Last December Health Education England published plans for the future of the workforce... they didn't inspire me.
There is a desperate need for nurses now. 'Now', meaning tomorrow would be good.
Looking after the +75yrs consumes about half the resource. Complex patients grow by about 20%. HEE's 6% increase in nurses didn't do it for me...
HEE are like a veteran at the Remembrance Sunday march-past. The bands play, the parade Sergeant Major barks; 'By the left, quick march' and off they go... left-foot first, 30inch step, at 120 beats a minute.
Half way down Whitehall it becomes a bit too much. Someone gets out of step. Getting back onto the right foot (or in this case, the left foot) is impossible.
They have been wrong footed by Treasury cuts to their budget, wrong footed by Trusts inability to retain staff and wrong footed by Government plans to scrap bursaries.
Cummin is frank:
"... HEE had invested more money in nurse training to deliver a 15% increase in university places during the last 3 years... the Treasury's decision to award... flat cash settlement to 2020 meant its annual workforce plan had to be hastily rewritten, with training numbers balanced against what it could afford."
The impact of the spending review scuppered them.
Workforce planning... tortuous and the NAO, in this report have given everybody involved a hammering for getting it wrong, wrong, wrong.
Starting with Trusts estimating the number of nurses they need and can pay for, the DH decides how many training places they can afford, that dictates the number of training places the HEE can arrange with the Uni's.
It all goes terribly well until... the Chancellor pulls the plug on the money.
So, it goes something like this:
- Trusts are under pressure to 'safe-staff' wards; meaning more nurses.
- They don't have more nurses so they resort to agency nurses.
- Agency nurses cost more
- There is no more money so the DH cap agency costs.
- Trusts don't have a Plan B.
- There are not enough nurses, so safe staffing goes out of the window.
- The CQC turn up and bark; 'Not enough nurses!' this Trust is badly led.
- The Chief Executive gets the bullet.
- The Chair and half the Board quit.
- Monitor put in an interim at three times the salary.

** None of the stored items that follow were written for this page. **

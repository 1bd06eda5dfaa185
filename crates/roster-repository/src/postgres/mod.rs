//! PostgreSQL user store.

use crate::row::{into_users, map_write_error, UserRow, USER_COLUMNS};
use crate::schema::POSTGRES_SCHEMA;
use crate::traits::UserStore;
use async_trait::async_trait;
use roster_core::{now, NewUser, RosterError, RosterResult, User, UserId, UserPatch};
use sqlx::PgPool;
use tracing::{debug, info};

/// PostgreSQL-backed user store.
#[derive(Clone)]
pub struct PostgresUserStore {
    pool: PgPool,
}

impl PostgresUserStore {
    /// Creates a store over an open pool.
    #[must_use]
    pub fn new(pool: PgPool) -> Self {
        Self { pool }
    }

    async fn find_active(&self, id: UserId) -> RosterResult<Option<User>> {
        let row = sqlx::query_as::<_, UserRow>(&format!(
            "SELECT {USER_COLUMNS} FROM users WHERE id = $1 AND status = 'active'"
        ))
        .bind(id.into_inner())
        .fetch_optional(&self.pool)
        .await?;

        row.map(User::try_from).transpose()
    }
}

#[async_trait]
impl UserStore for PostgresUserStore {
    async fn create(&self, new_user: NewUser) -> RosterResult<User> {
        debug!("Creating user: {}", new_user.email);

        let created_at = now();
        let id: i64 = sqlx::query_scalar(
            r"
            INSERT INTO users (name, email, age, status, created_at, updated_at)
            VALUES ($1, $2, $3, 'active', $4, $4)
            RETURNING id
            ",
        )
        .bind(&new_user.name)
        .bind(new_user.email.as_str())
        .bind(i32::from(new_user.age))
        .bind(created_at)
        .fetch_one(&self.pool)
        .await
        .map_err(|e| map_write_error(e, &new_user.email))?;

        Ok(User::from_new(UserId(id), new_user, created_at))
    }

    async fn get_by_id(&self, id: UserId) -> RosterResult<User> {
        debug!("Finding user by id: {}", id);
        self.find_active(id)
            .await?
            .ok_or_else(|| RosterError::not_found("User", id))
    }

    async fn list(&self) -> RosterResult<Vec<User>> {
        debug!("Listing active users");

        let rows = sqlx::query_as::<_, UserRow>(&format!(
            "SELECT {USER_COLUMNS} FROM users WHERE status = 'active' ORDER BY id ASC"
        ))
        .fetch_all(&self.pool)
        .await?;

        into_users(rows)
    }

    async fn update(&self, id: UserId, patch: UserPatch) -> RosterResult<User> {
        debug!("Updating user: {}", id);

        let mut tx = self.pool.begin().await?;

        let row = sqlx::query_as::<_, UserRow>(&format!(
            "SELECT {USER_COLUMNS} FROM users WHERE id = $1 AND status = 'active' FOR UPDATE"
        ))
        .bind(id.into_inner())
        .fetch_optional(&mut *tx)
        .await?;

        let mut user = match row {
            Some(row) => User::try_from(row)?,
            None => return Err(RosterError::not_found("User", id)),
        };
        user.apply(patch, now());

        sqlx::query(
            "UPDATE users SET name = $1, email = $2, age = $3, updated_at = $4 WHERE id = $5",
        )
        .bind(&user.name)
        .bind(user.email.as_str())
        .bind(i32::from(user.age))
        .bind(user.updated_at)
        .bind(id.into_inner())
        .execute(&mut *tx)
        .await
        .map_err(|e| map_write_error(e, &user.email))?;

        tx.commit().await?;
        Ok(user)
    }

    async fn delete(&self, id: UserId) -> RosterResult<()> {
        debug!("Soft deleting user: {}", id);

        let deleted_at = now();
        let result = sqlx::query(
            r"
            UPDATE users
            SET status = 'deleted', deleted_at = $1, updated_at = $1
            WHERE id = $2 AND status = 'active'
            ",
        )
        .bind(deleted_at)
        .bind(id.into_inner())
        .execute(&self.pool)
        .await?;

        if result.rows_affected() == 0 {
            return Err(RosterError::not_found("User", id));
        }
        Ok(())
    }

    async fn health_check(&self) -> RosterResult<()> {
        sqlx::query("SELECT 1")
            .execute(&self.pool)
            .await
            .map_err(|e| RosterError::Database(format!("Health check failed: {}", e)))?;
        Ok(())
    }

    async fn run_migrations(&self) -> RosterResult<()> {
        // Concurrent CREATE ... IF NOT EXISTS can still race on the catalog;
        // a single-instance bootstrap is assumed.
        info!("Creating PostgreSQL schema if missing...");
        for statement in POSTGRES_SCHEMA {
            sqlx::query(statement)
                .execute(&self.pool)
                .await
                .map_err(|e| RosterError::Database(format!("Migration failed: {}", e)))?;
        }
        info!("PostgreSQL schema ready");
        Ok(())
    }

    fn backend_name(&self) -> &'static str {
        "postgres"
    }
}

impl std::fmt::Debug for PostgresUserStore {
    fn fmt(&self, f: &mut std::fmt::Formatter<'_>) -> std::fmt::Result {
        f.debug_struct("PostgresUserStore")
            .field("size", &self.pool.size())
            .field("num_idle", &self.pool.num_idle())
            .finish()
    }
}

- Panic sets in; more agency nurses are allowed.
- The Trust gets a bung.
... we celebrate by organising a party in the mad house. Management by mayhem.
Dumping the bursary, (aside from the philosophical and moral dimension to the role of the state in educating its population, student debt and all the rest that I am well aware of), might attenuate the problem.
However, it creates more problems for HEE. After 2017 how do they fit into nurse training and workforce planning? Perhaps they don't. The combination of the 5YFV and Vanguards says to me, a very different workforce with horizontal skills is required.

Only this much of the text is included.